-- Input data follows --
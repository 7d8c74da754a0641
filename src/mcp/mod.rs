//! MCP protocol layer: wire types, argument schemas, and the per-server
//! client that runs the handshake and multiplexes requests.

pub(crate) mod client;
pub(crate) mod schema;
pub(crate) mod state;
pub(crate) mod tool;
pub(crate) mod types;

pub use client::{ClientSettings, ClientStatus, McpClient, PendingCallInfo};
pub use schema::{NumberRange, Schema, SchemaViolation, ValidationResult};
pub use state::ConnectionState;
pub use tool::{QualifiedToolName, ToolDescriptor};
pub use types::{
    Implementation, InitializeResult, LATEST_PROTOCOL_VERSION,
    SUPPORTED_PROTOCOL_VERSIONS, ToolCallResponse, ToolContent, methods,
};
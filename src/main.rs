use anyhow::{Context, Result};
use clap::{Parser, Subcommand};
use mcp_switchboard::server::ServerManager;
use mcp_switchboard::{api, config};
use std::path::PathBuf;
use tracing::{info, warn};

#[derive(Parser, Debug)]
#[command(name = "mcp-switchboard")]
#[command(about = "Aggregate tools from many MCP servers behind one namespace", long_about = None)]
#[command(version)]
struct Cli {
    /// Path to configuration file
    #[arg(short, long, default_value = "config.toml", env = "SWITCHBOARD_CONFIG")]
    config: PathBuf,

    /// Override log level (trace, debug, info, warn, error)
    #[arg(long)]
    log_level: Option<String>,

    /// Override log format (pretty, json)
    #[arg(long)]
    log_format: Option<String>,

    #[command(subcommand)]
    command: Option<Command>,
}

#[derive(Subcommand, Debug)]
enum Command {
    /// Start all servers and serve the HTTP gateway (default)
    Serve,
    /// Start all servers, print the aggregated tool catalog as JSON, and exit
    Tools,
    /// Start all servers, invoke one tool, print the result, and exit
    Call {
        /// Qualified tool name, `server.tool`
        tool: String,
        /// Arguments as a JSON object
        #[arg(default_value = "{}")]
        arguments: String,
    },
}

#[tokio::main]
async fn main() -> Result<()> {
    // Load .env file if it exists
    let _ = dotenvy::dotenv();

    let cli = Cli::parse();

    let mut config = config::load_config(&cli.config).with_context(|| {
        format!(
            "Failed to load configuration from: {}",
            cli.config.display()
        )
    })?;

    if let Some(log_level) = cli.log_level {
        config.logging.level = log_level;
    }
    if let Some(log_format) = cli.log_format {
        config.logging.format = log_format;
    }

    init_logging(&config.logging)?;

    match cli.command.unwrap_or(Command::Serve) {
        Command::Serve => {
            print_banner(&config);
            info!("Starting mcp-switchboard...");
            api::start_server(config).await?;
        }
        Command::Tools => {
            let manager = start_manager(&config).await?;
            let catalog = manager.aggregated_catalog().await;
            let printed = serde_json::to_string_pretty(&*catalog);
            manager.shutdown().await;
            println!("{}", printed?);
        }
        Command::Call { tool, arguments } => {
            let arguments: serde_json::Value = serde_json::from_str(&arguments)
                .context("Tool arguments must be valid JSON")?;
            let manager = start_manager(&config).await?;
            let result = manager.call_tool(&tool, arguments).await;
            manager.shutdown().await;
            let response = result.with_context(|| format!("Call to {} failed", tool))?;
            println!("{}", serde_json::to_string_pretty(&response)?);
        }
    }

    Ok(())
}

async fn start_manager(config: &config::AppConfig) -> Result<ServerManager> {
    let manager = ServerManager::with_process_factory(config.mcp.clone());
    let report = manager.start(config.servers.clone()).await?;
    for failure in &report.failed {
        warn!("Server {} is unavailable: {}", failure.server, failure.error);
    }
    Ok(manager)
}

fn init_logging(config: &config::LoggingConfig) -> Result<()> {
    use tracing_subscriber::{EnvFilter, fmt, prelude::*};

    let env_filter =
        EnvFilter::try_from_default_env().unwrap_or_else(|_| EnvFilter::new(&config.level));

    // Logs go to stderr so `tools` and `call` output stays parseable
    match config.format.as_str() {
        "json" => {
            tracing_subscriber::registry()
                .with(env_filter)
                .with(fmt::layer().json().with_writer(std::io::stderr))
                .init();
        }
        _ => {
            tracing_subscriber::registry()
                .with(env_filter)
                .with(fmt::layer().pretty().with_writer(std::io::stderr))
                .init();
        }
    }

    Ok(())
}

fn print_banner(config: &config::AppConfig) {
    let version = env!("CARGO_PKG_VERSION");
    let width = 59usize;
    let border = "═".repeat(width + 2);
    let line = |content: &str| {
        info!("║ {:width$} ║", content, width = width);
    };

    info!("╔{}╗", border);
    line("MCP-SWITCHBOARD");
    line(&format!("MCP connection and routing layer v{}", version));
    info!("╚{}╝", border);
    info!("");
    info!("Configuration:");
    info!("  → Address: {}:{}", config.http.host, config.http.port);
    info!("  → Log Level: {}", config.logging.level);
    info!("  → Log Format: {}", config.logging.format);
    info!("  → MCP Servers: {}", config.servers.len());
    info!(
        "  → Collision Policy: {:?}",
        config.mcp.collision_policy
    );
    info!("");
}
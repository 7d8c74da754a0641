use super::local::{self, LocalLaunch};
use super::remote;
use super::session::TransportSession;
use crate::config::{LaunchSpec, ServerDefinition};
use crate::error::Result;
use async_trait::async_trait;
use std::time::Duration;

/// Opens transport sessions for server definitions.
///
/// The manager goes through this seam for every (re)connect, so tests can
/// substitute in-memory servers for real processes.
#[async_trait]
pub trait SessionFactory: Send + Sync {
    async fn open(&self, definition: &ServerDefinition) -> Result<TransportSession>;
}

/// Spawns local servers as child processes and dials remote ones over TCP
#[derive(Debug, Clone)]
pub struct ProcessSessionFactory {
    grace: Duration,
}

impl ProcessSessionFactory {
    pub fn new(grace: Duration) -> Self {
        Self { grace }
    }
}

#[async_trait]
impl SessionFactory for ProcessSessionFactory {
    async fn open(&self, definition: &ServerDefinition) -> Result<TransportSession> {
        match &definition.launch {
            LaunchSpec::Local {
                command,
                args,
                env,
                cwd,
            } => {
                let launch = LocalLaunch {
                    command: command.clone(),
                    args: args.clone(),
                    env: env.clone(),
                    cwd: cwd.clone(),
                };
                local::spawn(&definition.name, &launch, self.grace)
            }
            LaunchSpec::Remote { address } => {
                remote::connect(&definition.name, address, self.grace).await
            }
        }
    }
}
-- Input data concluded --
*Exercise goal:*
Each line above that contains the string "grace" should be copied.

*Exercise response:*
    grace: Duration,
    pub fn new(grace: Duration) -> Self {
        Self { grace }
                local::spawn(&definition.name, &launch, self.grace)
                remote::connect(&definition.name, address, self.grace).await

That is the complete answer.